Cate Denial

Historian and Award-Winning Educator

Catherine (Cate) Denial, Ph.D. is the Bright Distinguished Professor of American History and Director of the Bright Institute at Knox College in Galesburg, Illinois, and author of the forthcoming A Pedagogy of Kindness. A distinguished lecturer for the Organization of American Historians, Denial won the American Historical Associations’ 2018 Eugene Asher Distinguished Teaching Award. She serves on the board of Commonplace: A Journal of Early American Life and is a past member of the Educational Advisory Committee of the Digital Public Library of America. From 2001 to 2011 Denial served as the Lead Historian for Bringing History Home, a professional development program for K-12 educators funded by $3m from the U.S. Department of Education.
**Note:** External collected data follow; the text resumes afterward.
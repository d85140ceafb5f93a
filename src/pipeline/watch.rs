//! The synchronous capture/inference/gate/log loop.
//!
//! Single-threaded polling loop: read a frame, classify it, run the result
//! through the detection gate, and append accepted detections to the log.
//! Inference is throttled to a minimum processing interval and every idle
//! iteration sleeps briefly so the loop never busy-spins. Cancellation is
//! cooperative through an atomic flag polled once per iteration.

use crate::capture::{FrameRead, FrameSource};
use crate::constants::{
    DEFAULT_FRAME_INTERVAL_MS, IDLE_SLEEP_MS, READ_BACKOFF_MS, confidence::DECIMAL_PLACES,
};
use crate::error::Result;
use crate::gate::{Decision, DetectionGate};
use crate::inference::Classifier;
use crate::species::{SpeciesDb, status_display};
use crate::store::{DetectionRecord, LogStore};
use chrono::Local;
use indicatif::{ProgressBar, ProgressStyle};
use std::sync::atomic::{AtomicBool, Ordering};
use std::time::{Duration, Instant};
use tracing::{debug, error, info, warn};

/// Tunables for the watch loop.
#[derive(Debug, Clone)]
pub struct WatchOptions {
    /// Minimum interval between inference passes.
    pub frame_interval: Duration,
    /// Sleep between iterations while throttled.
    pub idle_sleep: Duration,
    /// Backoff after a transient frame read failure.
    pub read_backoff: Duration,
    /// Whether to show the live status spinner.
    pub progress_enabled: bool,
}

impl Default for WatchOptions {
    fn default() -> Self {
        Self {
            frame_interval: Duration::from_millis(DEFAULT_FRAME_INTERVAL_MS),
            idle_sleep: Duration::from_millis(IDLE_SLEEP_MS),
            read_backoff: Duration::from_millis(READ_BACKOFF_MS),
            progress_enabled: false,
        }
    }
}

/// Counters for one watch run.
#[derive(Debug, Clone, Copy, Default, PartialEq, Eq)]
pub struct WatchSummary {
    /// Frames successfully read from the source.
    pub frames_read: u64,
    /// Frames that produced a non-sentinel classification.
    pub detections: u64,
    /// Detections accepted and appended to the log.
    pub accepted: u64,
    /// Rejections for confidence below the threshold.
    pub rejected_low_confidence: u64,
    /// Rejections for excluded labels.
    pub rejected_excluded: u64,
    /// Rejections inside a cooldown window.
    pub rejected_cooldown: u64,
    /// Accepted detections that failed to append to the log.
    pub append_errors: u64,
}

/// Run the capture loop until the source ends or `running` is cleared.
///
/// The log file is initialized (created or repaired) before the first frame.
/// Append failures are reported and skipped rather than stopping detection.
#[allow(clippy::too_many_arguments)]
pub fn run_watch(
    source: &mut dyn FrameSource,
    classifier: &dyn Classifier,
    gate: &mut DetectionGate,
    species: &SpeciesDb,
    store: &LogStore,
    running: &AtomicBool,
    options: &WatchOptions,
) -> Result<WatchSummary> {
    store.init()?;

    let spinner = create_spinner(options.progress_enabled);
    let mut summary = WatchSummary::default();
    let mut last_process: Option<Instant> = None;

    info!(
        "Watching for detections (threshold {:.0}%, cooldown {}s)",
        gate.min_confidence() * 100.0,
        gate.cooldown().as_secs()
    );

    while running.load(Ordering::Relaxed) {
        // Frame throttle: skip inference inside the minimum processing interval.
        if let Some(last) = last_process
            && last.elapsed() < options.frame_interval
        {
            std::thread::sleep(options.idle_sleep);
            continue;
        }

        let frame = match source.next_frame()? {
            FrameRead::Frame(frame) => frame,
            FrameRead::Transient => {
                warn!("Can't get image from camera, retrying");
                std::thread::sleep(options.read_backoff);
                continue;
            }
            FrameRead::End => {
                debug!("Frame source exhausted");
                break;
            }
        };

        last_process = Some(Instant::now());
        summary.frames_read += 1;
        set_spinner_message(
            spinner.as_ref(),
            format!("{} frames", summary.frames_read),
        );

        let Some(prediction) = classifier.classify(&frame)? else {
            continue;
        };
        summary.detections += 1;

        let now = Local::now().naive_local();
        match gate.evaluate(&prediction.label, prediction.confidence, now) {
            Decision::Accept => {
                let details = species.lookup(&prediction.label);
                let status = status_display(&details.status);
                let record = DetectionRecord {
                    timestamp: now,
                    class_name: prediction.label.clone(),
                    category: prediction.category.clone(),
                    confidence_score: prediction.confidence,
                };

                if let Err(e) = store.append(&record) {
                    // Losing one entry is preferred over halting detection.
                    error!("Failed to log detection: {e}");
                    summary.append_errors += 1;
                } else {
                    summary.accepted += 1;
                    info!(
                        "{} {} ({}) {:.prec$}% - {} [{}]",
                        status.icon,
                        prediction.label,
                        prediction.category,
                        prediction.confidence * 100.0,
                        details.scientific_name,
                        details.status,
                        prec = DECIMAL_PLACES,
                    );
                    set_spinner_message(
                        spinner.as_ref(),
                        format!("logged {} ({} total)", prediction.label, summary.accepted),
                    );
                }
            }
            Decision::RejectCooldown { remaining_secs } => {
                summary.rejected_cooldown += 1;
                info!(
                    "Cooldown: {} recently logged, new log in {remaining_secs}s",
                    prediction.label
                );
            }
            Decision::RejectLowConfidence => {
                summary.rejected_low_confidence += 1;
                debug!(
                    "Below threshold: {} at {:.prec$}%",
                    prediction.label,
                    prediction.confidence * 100.0,
                    prec = DECIMAL_PLACES,
                );
            }
            Decision::RejectExcludedLabel => {
                summary.rejected_excluded += 1;
                debug!("Excluded label: {}", prediction.label);
            }
        }
    }

    if let Some(pb) = spinner {
        pb.finish_and_clear();
    }

    info!(
        "Watch complete: {} frames, {} detections, {} logged, {} in cooldown",
        summary.frames_read, summary.detections, summary.accepted, summary.rejected_cooldown
    );

    Ok(summary)
}

fn create_spinner(enabled: bool) -> Option<ProgressBar> {
    if !enabled {
        return None;
    }
    let pb = ProgressBar::new_spinner();
    if let Ok(style) = ProgressStyle::with_template("{spinner} watching {msg}") {
        pb.set_style(style);
    }
    pb.enable_steady_tick(Duration::from_millis(120));
    Some(pb)
}

fn set_spinner_message(spinner: Option<&ProgressBar>, message: String) {
    if let Some(pb) = spinner {
        pb.set_message(message);
    }
}
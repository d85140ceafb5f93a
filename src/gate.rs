//! Detection gating: confidence threshold, label exclusion, per-species cooldown.
//!
//! The gate decides whether a single classification result is eligible for
//! logging. It owns its cooldown state explicitly so it can be constructed,
//! reset, and tested independently of any capture loop.

use chrono::NaiveDateTime;
use std::collections::HashMap;
use std::time::Duration;

/// Outcome of evaluating one classification result.
#[derive(Debug, Clone, Copy, PartialEq, Eq)]
pub enum Decision {
    /// Detection is eligible for logging; cooldown state was updated.
    Accept,
    /// Confidence fell below the configured threshold.
    RejectLowConfidence,
    /// Label is on the exclusion list (non-animal classes).
    RejectExcludedLabel,
    /// Species was logged too recently.
    RejectCooldown {
        /// Seconds until this species may be logged again, clamped at zero.
        remaining_secs: u64,
    },
}

impl Decision {
    /// Whether the detection should be appended to the log.
    pub const fn is_accept(self) -> bool {
        matches!(self, Self::Accept)
    }
}

/// Per-species cooldown bookkeeping.
///
/// Maps label to the timestamp of its last accepted detection. Process-local
/// and never persisted; a restart clears all cooldowns.
#[derive(Debug, Clone, Default)]
pub struct CooldownState {
    last_accept: HashMap<String, NaiveDateTime>,
}

impl CooldownState {
    /// Create empty cooldown state.
    pub fn new() -> Self {
        Self::default()
    }

    /// Last accepted detection time for a label, if any.
    pub fn last_accept(&self, label: &str) -> Option<NaiveDateTime> {
        self.last_accept.get(label).copied()
    }

    fn record(&mut self, label: &str, now: NaiveDateTime) {
        self.last_accept.insert(label.to_string(), now);
    }

    fn clear(&mut self) {
        self.last_accept.clear();
    }
}

/// Decision logic for accepting or rejecting classification results.
#[derive(Debug)]
pub struct DetectionGate {
    min_confidence: f32,
    cooldown: Duration,
    excluded_labels: Vec<String>,
    cooldowns: CooldownState,
}

impl DetectionGate {
    /// Create a gate with the given threshold, cooldown window, and exclusions.
    pub fn new(
        min_confidence: f32,
        cooldown: Duration,
        excluded_labels: impl IntoIterator<Item = String>,
    ) -> Self {
        Self {
            min_confidence,
            cooldown,
            excluded_labels: excluded_labels.into_iter().collect(),
            cooldowns: CooldownState::new(),
        }
    }

    /// Minimum confidence required for acceptance.
    pub const fn min_confidence(&self) -> f32 {
        self.min_confidence
    }

    /// Cooldown window between accepted detections of the same species.
    pub const fn cooldown(&self) -> Duration {
        self.cooldown
    }

    /// Evaluate one classification result.
    ///
    /// Rules are applied in order: exclusion list, confidence threshold,
    /// cooldown window. Only `Accept` mutates the cooldown state; rejections
    /// are pure queries. Unknown labels never error.
    pub fn evaluate(&mut self, label: &str, confidence: f32, now: NaiveDateTime) -> Decision {
        if self.is_excluded(label) {
            return Decision::RejectExcludedLabel;
        }

        if confidence < self.min_confidence {
            return Decision::RejectLowConfidence;
        }

        if let Some(last) = self.cooldowns.last_accept(label) {
            let elapsed = (now - last).num_seconds();
            let cooldown_secs = i64::try_from(self.cooldown.as_secs()).unwrap_or(i64::MAX);
            if elapsed < cooldown_secs {
                let remaining = cooldown_secs.saturating_sub(elapsed).max(0);
                #[allow(clippy::cast_sign_loss)]
                return Decision::RejectCooldown {
                    remaining_secs: remaining as u64,
                };
            }
        }

        self.cooldowns.record(label, now);
        Decision::Accept
    }

    /// Whether a label is on the exclusion list.
    ///
    /// Matches exact labels and label suffixes, so a prefixed model label
    /// still hits the exclusion.
    pub fn is_excluded(&self, label: &str) -> bool {
        self.excluded_labels
            .iter()
            .any(|excluded| label == excluded || label.ends_with(excluded.as_str()))
    }

    /// Clear all cooldown state, as a process restart would.
    pub fn reset(&mut self) {
        self.cooldowns.clear();
    }

    /// Read-only view of the cooldown state.
    pub const fn cooldowns(&self) -> &CooldownState {
        &self.cooldowns
    }
}
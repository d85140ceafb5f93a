//! Manifest-backed classifier.
//!
//! Maps frame tags to predictions through a JSON object keyed by tag:
//!
//! ```json
//! {
//!   "frame_0001": { "label": "Vaquita", "confidence": 0.97 },
//!   "frame_0002": { "label": "Red Panda", "category": "EN(G2)", "confidence": 0.93 }
//! }
//! ```
//!
//! Tags absent from the manifest are the "no detection" sentinel. When an
//! entry omits its category, the built-in conservation groups fill it in.

use crate::capture::Frame;
use crate::error::{Error, Result};
use crate::inference::{Classifier, Prediction};
use crate::species::category_for;
use serde::Deserialize;
use std::collections::HashMap;
use std::fs;
use std::path::Path;
use tracing::debug;

#[derive(Debug, Deserialize)]
struct ManifestEntry {
    label: String,
    #[serde(default)]
    category: Option<String>,
    confidence: f32,
}

/// Classifier that resolves predictions from a JSON manifest.
#[derive(Debug)]
pub struct ManifestClassifier {
    entries: HashMap<String, ManifestEntry>,
}

impl ManifestClassifier {
    /// Load a manifest file.
    pub fn load(path: &Path) -> Result<Self> {
        let content = fs::read_to_string(path).map_err(|e| Error::ManifestRead {
            path: path.to_path_buf(),
            source: e,
        })?;

        let entries: HashMap<String, ManifestEntry> =
            serde_json::from_str(&content).map_err(|e| Error::ManifestParse {
                path: path.to_path_buf(),
                source: e,
            })?;

        debug!("Loaded prediction manifest with {} entries", entries.len());
        Ok(Self { entries })
    }

    /// Number of tags with predictions.
    pub fn len(&self) -> usize {
        self.entries.len()
    }

    /// Whether the manifest holds no predictions at all.
    pub fn is_empty(&self) -> bool {
        self.entries.is_empty()
    }
}

impl Classifier for ManifestClassifier {
    fn classify(&self, frame: &Frame) -> Result<Option<Prediction>> {
        let Some(entry) = self.entries.get(&frame.tag) else {
            return Ok(None);
        };

        // Blank labels are a malformed manifest row, not a detection.
        if entry.label.trim().is_empty() {
            return Ok(None);
        }

        let category = entry
            .category
            .clone()
            .unwrap_or_else(|| category_for(&entry.label).to_string());

        Ok(Some(Prediction::new(
            entry.label.clone(),
            category,
            entry.confidence,
        )))
    }
}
Denial’s new book, A Pedagogy of Kindness (2024), argues that higher education needs to get aggressively and determinedly kind. As she says, “We have had our fill of niceness; we have suffered beneath the weight of just ‘getting along.’ We need to shift every part of what we do to prioritize care and compassion, not only for our students but for ourselves. We deserve change that creates a system of higher education in which we are each valued for the totality of who we are instead of only the products (books, bell curves, patents, performances) we are urged to create.” A Pedagogy of Kindness is about attending to justice, believing people, and believing in people.  It’s a transformational discipline.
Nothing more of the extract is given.